PROBLEM TO WORK ON: Copy each line of the listing below where the word "config" turns up.

GIVEN DATA:
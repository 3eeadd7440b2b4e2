use std::error::Error;
use std::io::Write;
use std::path::PathBuf;
use std::process::ExitCode;

use chrono_tz::Tz;
use clap::{Parser, error::ErrorKind};

use crate::audit::{ExportDirectory, audit_store};
use crate::config::{PendingPolicy, RecoveryConfig, ReportConfig};
use crate::constants::report::{DEFAULT_CHECKIN_LOG, DEFAULT_DEBUG_LOG};
use crate::constants::timestamp::DEFAULT_TIME_ZONE;
use crate::recovery::recover_file;
use crate::report::build_report;
use crate::store::CheckinLog;

#[derive(Debug, Parser)]
#[command(
    name = "recover_checkins",
    disable_help_subcommand = true,
    about = "Recover check-ins from a debug trace",
    long_about = "Correlate start, response, update, and completion lines in a debug trace and append every recovered check-in to a CSV file.",
    after_help = "The output file is opened in append mode and is never truncated. Without --seed-from-output, re-running over the same trace appends the same records again."
)]
struct RecoverCheckinsCli {
    #[arg(value_name = "DEBUG_LOG_PATH", help = "Debug trace to read")]
    debug_log_path: PathBuf,
    #[arg(value_name = "OUTPUT_CSV_PATH", help = "CSV file to append recovered rows to")]
    output_path: PathBuf,
    #[arg(
        long = "timeout-secs",
        default_value_t = crate::constants::correlate::DEFAULT_TIMEOUT_SECS,
        value_parser = parse_positive_secs,
        help = "Seconds allowed between a transaction start and its completion"
    )]
    timeout_secs: i64,
    #[arg(
        long = "time-zone",
        value_name = "IANA_ZONE",
        default_value = DEFAULT_TIME_ZONE,
        value_parser = parse_time_zone,
        help = "Civil time zone the trace timestamps are written in"
    )]
    time_zone: Tz,
    #[arg(
        long = "single-slot",
        help = "Abandon other accounts' pending transactions whenever a new one starts"
    )]
    single_slot: bool,
    #[arg(
        long = "seed-from-output",
        help = "Skip records whose account and start second already appear in the output file"
    )]
    seed_from_output: bool,
}

#[derive(Debug, Parser)]
#[command(
    name = "compare_logs",
    disable_help_subcommand = true,
    about = "Report accounts missing from the check-in log",
    long_about = "List every account identifier mentioned in the debug trace that never appears in the canonical check-in log."
)]
struct CompareLogsCli {
    #[arg(
        long = "debug-log",
        value_name = "PATH",
        default_value = DEFAULT_DEBUG_LOG,
        help = "Debug trace to scan"
    )]
    debug_log: PathBuf,
    #[arg(
        long = "checkin-log",
        value_name = "PATH",
        default_value = DEFAULT_CHECKIN_LOG,
        help = "Canonical check-in log to compare against"
    )]
    checkin_log: PathBuf,
    #[arg(long, help = "Emit the report as JSON")]
    json: bool,
}

#[derive(Debug, Parser)]
#[command(
    name = "audit_notes",
    disable_help_subcommand = true,
    about = "Audit agreement notes for every account in the check-in log",
    long_about = "Check each real account in the canonical check-in log for the user agreement note and report whether it sits in the expected segment. Records are read from a directory of exported <account>.xml files; nothing is modified."
)]
struct AuditNotesCli {
    #[arg(
        long = "records-dir",
        value_name = "DIR",
        help = "Directory holding one exported <account>.xml record per account"
    )]
    records_dir: PathBuf,
    #[arg(
        long = "checkin-log",
        value_name = "PATH",
        default_value = DEFAULT_CHECKIN_LOG,
        help = "Canonical check-in log listing the accounts to audit"
    )]
    checkin_log: PathBuf,
    #[arg(long, help = "Emit the summary as JSON")]
    json: bool,
}

/// Run the trace recovery CLI, writing the run summary to `out`.
pub fn run_recover_checkins<I>(
    args_iter: I,
    out: &mut dyn Write,
) -> Result<(), Box<dyn Error>>
where
    I: Iterator<Item = String>,
{
    init_tracing();

    let Some(cli) = parse_cli::<RecoverCheckinsCli, _>(
        std::iter::once("recover_checkins".to_string()).chain(args_iter),
        out,
    )?
    else {
        return Ok(());
    };

    let pending_policy = if cli.single_slot {
        PendingPolicy::SingleSlot
    } else {
        PendingPolicy::Keyed
    };
    let config = RecoveryConfig::default()
        .with_timeout_secs(cli.timeout_secs)
        .with_time_zone(cli.time_zone)
        .with_pending_policy(pending_policy)
        .with_seed_keys_from_output(cli.seed_from_output);

    let summary = recover_file(&cli.debug_log_path, &cli.output_path, &config)?;
    writeln!(out, "Processing complete. Found {} entries.", summary.recovered)?;
    writeln!(out, "Results written to {}", cli.output_path.display())?;
    summary.write_text(out)?;
    Ok(())
}

/// Run the discrepancy report CLI, writing the report to `out`.
pub fn run_compare_logs<I>(
    args_iter: I,
    out: &mut dyn Write,
) -> Result<(), Box<dyn Error>>
where
    I: Iterator<Item = String>,
{
    init_tracing();

    let Some(cli) = parse_cli::<CompareLogsCli, _>(
        std::iter::once("compare_logs".to_string()).chain(args_iter),
        out,
    )?
    else {
        return Ok(());
    };

    let config = ReportConfig {
        debug_log: cli.debug_log,
        checkin_log: cli.checkin_log,
    };
    let report = build_report(&config)?;
    if cli.json {
        report.write_json(out)?;
    } else {
        report.write_text(&config, out)?;
    }
    Ok(())
}

/// Run the agreement-note audit CLI, writing the summary to `out`.
pub fn run_audit_notes<I>(args_iter: I, out: &mut dyn Write) -> Result<(), Box<dyn Error>>
where
    I: Iterator<Item = String>,
{
    init_tracing();

    let Some(cli) = parse_cli::<AuditNotesCli, _>(
        std::iter::once("audit_notes".to_string()).chain(args_iter),
        out,
    )?
    else {
        return Ok(());
    };

    let log = CheckinLog::read(&cli.checkin_log)?;
    let directory = ExportDirectory::open(cli.records_dir)?;
    let summary = audit_store(&directory, &log);
    if cli.json {
        serde_json::to_writer_pretty(&mut *out, &summary)?;
        writeln!(out)?;
    } else {
        summary.write_text(out)?;
    }
    Ok(())
}

fn init_tracing() {
    let _ = tracing_subscriber::fmt()
        .with_env_filter(tracing_subscriber::EnvFilter::from_default_env())
        .with_writer(std::io::stderr)
        .try_init();
}

fn parse_positive_secs(raw: &str) -> Result<i64, String> {
    let parsed = raw.parse::<i64>().map_err(|_| {
        format!(
            "Could not parse --timeout-secs value '{}' as a positive integer",
            raw
        )
    })?;
    if parsed <= 0 {
        return Err("--timeout-secs must be greater than zero".to_string());
    }
    Ok(parsed)
}

fn parse_time_zone(raw: &str) -> Result<Tz, String> {
    raw.trim()
        .parse::<Tz>()
        .map_err(|err| format!("Unknown --time-zone '{}': {}", raw, err))
}

/// Map a runner result to the process exit status.
///
/// Argument errors print clap's rendered message (with usage) and exit with
/// clap's status; any other error prints its message to stderr.
pub fn exit_status(result: Result<(), Box<dyn Error>>) -> ExitCode {
    match result {
        Ok(()) => ExitCode::SUCCESS,
        Err(err) => {
            if let Some(usage) = err.downcast_ref::<clap::Error>() {
                usage.exit();
            }
            eprintln!("Error: {err}");
            ExitCode::FAILURE
        }
    }
}

fn parse_cli<T, I>(args: I, out: &mut dyn Write) -> Result<Option<T>, Box<dyn Error>>
where
    T: Parser,
    I: IntoIterator,
    I::Item: Into<std::ffi::OsString> + Clone,
{
    match T::try_parse_from(args) {
        Ok(cli) => Ok(Some(cli)),
        Err(err) => match err.kind() {
            ErrorKind::DisplayHelp | ErrorKind::DisplayVersion => {
                write!(out, "{}", err.render())?;
                Ok(None)
            }
            _ => Err(err.into()),
        },
    }
}
//! Read-only access to XML payloads embedded in the debug trace and to
//! account records returned by the remote library system.

use roxmltree::{Document, Node};

use crate::constants::markers::{CATEGORY_ELEMENT, PRIMARY_ID_ELEMENT};
use crate::identifier::normalize_account_id;
use crate::types::{AccountId, CategoryLabel};

/// Fields read from one response payload.
#[derive(Clone, Debug, Default, PartialEq, Eq)]
pub struct ResponseFields {
    /// Canonical identifier from `primary_id`, when present and valid.
    pub account: Option<AccountId>,
    /// Category from `user_group`, when present and non-empty.
    pub category: Option<CategoryLabel>,
}

/// Parse an XML block, returning `None` when it is not well-formed.
pub fn parse_document(text: &str) -> Option<Document<'_>> {
    Document::parse(text.trim()).ok()
}

/// First descendant element with `name`.
pub fn find_element<'a, 'input>(
    node: Node<'a, 'input>,
    name: &str,
) -> Option<Node<'a, 'input>> {
    node.descendants()
        .find(|candidate| candidate.is_element() && candidate.has_tag_name(name))
}

/// Trimmed, non-empty text content of an element.
pub fn element_text(node: Node<'_, '_>) -> Option<String> {
    node.text()
        .map(str::trim)
        .filter(|text| !text.is_empty())
        .map(str::to_string)
}

/// Read the account category (`user_group`) from a response payload.
///
/// Returns `None` when the payload is malformed, has no category element, or
/// the element is empty.
pub fn extract_category(payload: &str) -> Option<CategoryLabel> {
    read_response(payload).category
}

/// Read the owning account and category from a response payload.
///
/// A malformed payload yields empty fields.
pub fn read_response(payload: &str) -> ResponseFields {
    let Some(document) = parse_document(payload) else {
        return ResponseFields::default();
    };
    let root = document.root();
    ResponseFields {
        account: find_element(root, PRIMARY_ID_ELEMENT)
            .and_then(element_text)
            .and_then(|raw| normalize_account_id(&raw)),
        category: find_element(root, CATEGORY_ELEMENT).and_then(element_text),
    }
}

#[cfg(test)]
mod tests {
    use super::*;

    #[test]
    fn extracts_category_from_multiline_payload() {
        let payload = r#"<?xml version="1.0" encoding="UTF-8" standalone="yes"?>
<user>
  <primary_id>12345678</primary_id>
  <user_group desc="Undergraduate">Student</user_group>
</user>
"#;
        assert_eq!(extract_category(payload).as_deref(), Some("Student"));
    }

    #[test]
    fn missing_or_empty_category_is_none() {
        assert_eq!(
            extract_category(r#"<?xml version="1.0"?><user><primary_id>1</primary_id></user>"#),
            None
        );
        assert_eq!(
            extract_category(r#"<?xml version="1.0"?><user><user_group>  </user_group></user>"#),
            None
        );
    }

    #[test]
    fn response_fields_carry_normalized_owner() {
        let fields = read_response(
            r#"<?xml version="1.0"?><user><primary_id>0012345678</primary_id><user_group>Staff</user_group></user>"#,
        );
        assert_eq!(fields.account.as_deref(), Some("12345678"));
        assert_eq!(fields.category.as_deref(), Some("Staff"));

        let anonymous = read_response(r#"<?xml version="1.0"?><user><user_group>Staff</user_group></user>"#);
        assert_eq!(anonymous.account, None);
        assert_eq!(read_response("<user>"), ResponseFields::default());
    }

    #[test]
    fn malformed_payload_is_none() {
        assert_eq!(extract_category(r#"<?xml version="1.0"?><user><user_group>Student</user>"#), None);
        assert_eq!(extract_category(""), None);
        assert_eq!(
            extract_category(r#"<?xml version="1.0"?><user/> trailing junk"#),
            None
        );
    }
}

SOLUTION TO THE EXERCISE:
use crate::config::{PendingPolicy, RecoveryConfig, ReportConfig};
    let config = RecoveryConfig::default()
    let summary = recover_file(&cli.debug_log_path, &cli.output_path, &config)?;
    let config = ReportConfig {
    let report = build_report(&config)?;
        report.write_text(&config, out)?;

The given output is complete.